| Apr 19, 2017


Frontenac Paramedic services took some initiative a few years ago establishing paramedicine services, which involve making use of paramedic infrastructure and staff capacity to provide services aimed at preventing the kinds of catastrophic medical events that lead to 911 calls for service. To that end, with funding from the county and provincial grant money a wellness clinic in Marysville, on Wolfe Island, was established, and later visiting clinics at Diners clubs across the County have been set up. Now the province has established Paramedicine as an ongoing program and has tasked the Local Health Integration Networks (LHIN’s) with distributing funding to local paramedic services.

It’s all a bit confusing because the boundaries that the LHIN’s are using don’t correspond to our service boundaries,” said Frontenac Chief of Paramedic Services Paul Charbonneau.

While there is only $312,000 available for programming in the southeast LHIN territory, which includes 6 counties  (Hastings, Prince Edward, Lennox and Addington, Frontenac, Lanark, and Leeds Grenville) and the City of Kingston, $58,000 of that money must be allocated to Frontenac Paramedic Services to continue the programs that are already in place.

“We are glad of the guaranteed funding,” said Charbonneau, “and we will be preparing a submission for some new initiatives.”

One possibility is to set up a clinic in a social housing complex in the City of Kingston, where Frontenac Paramedic Services delivers service.

“One of the positive aspects of paramedicine for our paramedics is it can be a good fit for older paramedics,” he said.

Charbonneau is hoping Frontenac County will be able to secure $100,000 or so in funding out of the $362,000 that is available by designing highly effective programs for vulnerable population sectors in Kingston and Frontenac.

No user fees on K&P Traill
Last fall, Frontenac County Council entered into an agreement with the Eastern Ontario Traills Alliance (EOTA) to manage the soon to be completed  K&P Traill between the southern border of the county and the trailhead in Sharbot Lake for an annual price of $400 per kilometre. The Tweed based Not-For-Profit Corporation manages a network of trails across Eastern Ontario, including the popular ATV oriented trails in North Frontenac. It has been very successful over the past ten years as an ATV tourism marketing and trail management agency. Most EOTA trail users pay annual trail fees, and the trails are motorised.

The K&P Trail is a hybrid, however. ATV’s are not permitted from Verona South and are permitted to the north.

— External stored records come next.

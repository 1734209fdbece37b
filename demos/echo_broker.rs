//! Starts a broker serving an `Echo` module.
//!
//! ```text
//! cargo run --example echo_broker                 # defaults, listens on 127.0.0.1:9559
//! cargo run --example echo_broker -- broker.json  # config file
//! ```
//!
//! A second instance configured with `"parent": "127.0.0.1:9559"` and `"port": 0` finds
//! `Echo` through its parent and calls it once.

use std::thread;
use std::time::Duration;

use alcommon::{Broker, BrokerConfig, CallContext, Module, Result};
use log::{error, info};

fn echo_module() -> Result<Module> {
    let module = Module::new("Echo");
    module.set_description("echo demo");
    module
        .method("echo")
        .doc("returns its argument")
        .param("x", "integer to echo")
        .returns("x")
        .bind(|x: i32| x)?;
    module
        .method("countdown")
        .doc("counts down once per second until stopped")
        .param("from", "start value")
        .bind_with_context(|ctx: &CallContext, from: i32| -> Result<()> {
            for n in (0..=from).rev() {
                ctx.check_stop()?;
                info!("{} {}", ctx.task_id().map(|t| t.to_string()).unwrap_or_default(), n);
                thread::sleep(Duration::from_secs(1));
            }
            Ok(())
        })?;
    Ok(module)
}

fn run() -> Result<()> {
    let config = match std::env::args().nth(1) {
        Some(path) => BrokerConfig::from_json_file(path)?,
        None => BrokerConfig::default(),
    };
    let is_child = config.parent.is_some();
    let broker = Broker::init(config)?;

    if is_child {
        let echo = broker.proxy("Echo")?;
        info!("Echo found at {}", echo.module_info()?);
        info!("echo(5) = {}", echo.call::<i32, _>("echo", (5,))?);
        let task = echo.pcall("countdown", (3,))?;
        echo.wait(task, 0)?;
        broker.shutdown(alcommon::ShutdownMode::Drain);
        return Ok(());
    }

    broker.register_module(echo_module()?)?;
    info!("Serving Echo on port {}", broker.port());
    loop {
        thread::sleep(Duration::from_secs(5));
        if broker.is_shutting_down() {
            return Ok(());
        }
        if let Some(pool) = broker.pool() {
            info!(
                "{} threads, {} busy, {} queued, {} tasks monitored",
                pool.thread_count(),
                pool.used_threads(),
                pool.queued_tasks(),
                broker.task_monitor().len()
            );
        }
    }
}

fn main() {
    env_logger::Builder::from_env(env_logger::Env::default().default_filter_or("info")).init();
    if let Err(e) = run() {
        error!("{}", e);
        std::process::exit(1);
    }
}
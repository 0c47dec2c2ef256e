use std::fs::File;
use std::io::{BufRead, BufReader};
use std::path::Path;

use glam::Vec3;
use log::debug;

use crate::builder::Scene;
use crate::error::{Result, SvdagError};

/// Minimal wavefront OBJ mesh: vertex positions and triangulated faces.
pub struct Obj {
    pub vertices: Vec<Vec3>,
    pub faces: Vec<[u32; 3]>,
    pub aabb: (Vec3, Vec3),
}

impl Obj {
    /// Parses `v` and `f` statements; faces with more than three vertices
    /// are fan-triangulated, `v/vt/vn` references keep only the position
    /// index. Everything else in the file is ignored.
    pub fn parse<P: AsRef<Path>>(path: P) -> Result<Self> {
        let file = File::open(&path)?;
        let reader = BufReader::new(file);

        let mut vertices = Vec::new();
        let mut faces: Vec<[u32; 3]> = Vec::new();

        let mut min = Vec3::splat(f32::MAX);
        let mut max = Vec3::splat(f32::MIN);

        for (number, line) in reader.lines().enumerate() {
            let line = line?;
            let mut tokens = line.split_whitespace();
            match tokens.next() {
                Some("v") => {
                    let x = parse_coordinate(tokens.next(), number)?;
                    let y = parse_coordinate(tokens.next(), number)?;
                    let z = parse_coordinate(tokens.next(), number)?;

                    let vertex = Vec3::new(x, y, z);
                    min = min.min(vertex);
                    max = max.max(vertex);
                    vertices.push(vertex);
                }
                Some("f") => {
                    let first = parse_vertex_index(tokens.next(), number)?;
                    let mut previous = parse_vertex_index(tokens.next(), number)?;
                    let mut any = false;
                    for token in tokens {
                        let current = parse_vertex_index(Some(token), number)?;
                        faces.push([first, previous, current]);
                        previous = current;
                        any = true;
                    }
                    if !any {
                        return Err(SvdagError::InputRejected {
                            reason: format!("face with fewer than 3 vertices on line {}", number + 1),
                        });
                    }
                }
                _ => {}
            }
        }

        for face in &faces {
            for &vertex in face {
                if vertex == 0 || vertex as usize > vertices.len() {
                    return Err(SvdagError::InputRejected {
                        reason: format!(
                            "face references vertex {vertex}, file has {}",
                            vertices.len()
                        ),
                    });
                }
            }
        }

        debug!(
            "parsed {} vertices, {} faces from {}",
            vertices.len(),
            faces.len(),
            path.as_ref().display()
        );

        Ok(Self {
            vertices,
            faces,
            aabb: (min, max),
        })
    }
}

fn parse_coordinate(token: Option<&str>, line: usize) -> Result<f32> {
    token
        .and_then(|token| token.parse().ok())
        .ok_or_else(|| SvdagError::InputRejected {
            reason: format!("malformed vertex on line {}", line + 1),
        })
}

fn parse_vertex_index(token: Option<&str>, line: usize) -> Result<u32> {
    token
        .and_then(|token| token.split('/').next())
        .and_then(|index| index.parse().ok())
        .ok_or_else(|| SvdagError::InputRejected {
            reason: format!("malformed face on line {}", line + 1),
        })
}

impl Scene for Obj {
    fn bounds(&self) -> (Vec3, Vec3) {
        self.aabb
    }

    fn triangle_count(&self) -> usize {
        self.faces.len()
    }

    fn triangle(&self, index: usize) -> (Vec3, Vec3, Vec3) {
        let [a, b, c] = self.faces[index];
        (
            self.vertices[(a - 1) as usize],
            self.vertices[(b - 1) as usize],
            self.vertices[(c - 1) as usize],
        )
    }
}

#[cfg(test)]
mod tests {
    use super::*;
    use std::io::Write;

    fn write_temp(name: &str, contents: &str) -> std::path::PathBuf {
        let path = std::env::temp_dir().join(name);
        let mut file = File::create(&path).unwrap();
        file.write_all(contents.as_bytes()).unwrap();
        path
    }

    #[test]
    fn parses_triangles_and_bounds() {
        let path = write_temp(
            "svdag_obj_triangles.obj",
            "# comment\nv 0 0 0\nv 1 0 0\nv 0 2 0\nf 1 2 3\n",
        );
        let obj = Obj::parse(&path).unwrap();
        assert_eq!(obj.triangle_count(), 1);
        assert_eq!(obj.bounds(), (Vec3::ZERO, Vec3::new(1.0, 2.0, 0.0)));
        let (v0, _, v2) = obj.triangle(0);
        assert_eq!(v0, Vec3::ZERO);
        assert_eq!(v2, Vec3::new(0.0, 2.0, 0.0));
    }

    #[test]
    fn fan_triangulates_quads_and_strips_attributes() {
        let path = write_temp(
            "svdag_obj_quads.obj",
            "v 0 0 0\nv 1 0 0\nv 1 1 0\nv 0 1 0\nf 1/1/1 2/2/2 3/3/3 4/4/4\n",
        );
        let obj = Obj::parse(&path).unwrap();
        assert_eq!(obj.triangle_count(), 2);
        assert_eq!(obj.faces[0], [1, 2, 3]);
        assert_eq!(obj.faces[1], [1, 3, 4]);
    }

    #[test]
    fn dangling_face_reference_is_rejected() {
        let path = write_temp("svdag_obj_dangling.obj", "v 0 0 0\nf 1 2 3\n");
        assert!(matches!(
            Obj::parse(&path),
            Err(SvdagError::InputRejected { .. })
        ));
    }

    #[test]
    fn missing_file_surfaces_io_error() {
        assert!(matches!(
            Obj::parse("/nonexistent/svdag_mesh.obj"),
            Err(SvdagError::Io(_))
        ));
    }
}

The maintenance agreement with EOTA stipulated that no fees would be charged for the section of trail from Sharbot Lake to the South, but at a county budget meeting in November a discussion took place about the amount of funding that the County is spending on trails and some members of council argued that trails should be “self-sustainable”.

According to the staff account from that meeting  “it was questioned if the County should start looking at charging a user fee as most other recreational areas such as Big Sandy Bay and other Trails charge a user fee. Subsequently, an action item was requested to have the Community Development Advisory Committee review the Trails Master Plan to look at including user fees”.

But in a report to Council from Clerk Janette Amini, the fact that a bylaw as passed establishing a no-fee contract, it would require a complicated set of procedures to unpack the contract in order to consider adding fees.

In response to Amini’s report, Frontenac Islands Mayor Dennis Doyle, who speculated about a fee in the first place, did not comment.

South Frontenac Councilor John McDougall said “we can make it clear now to everyone that there will be no fee to use the trail.”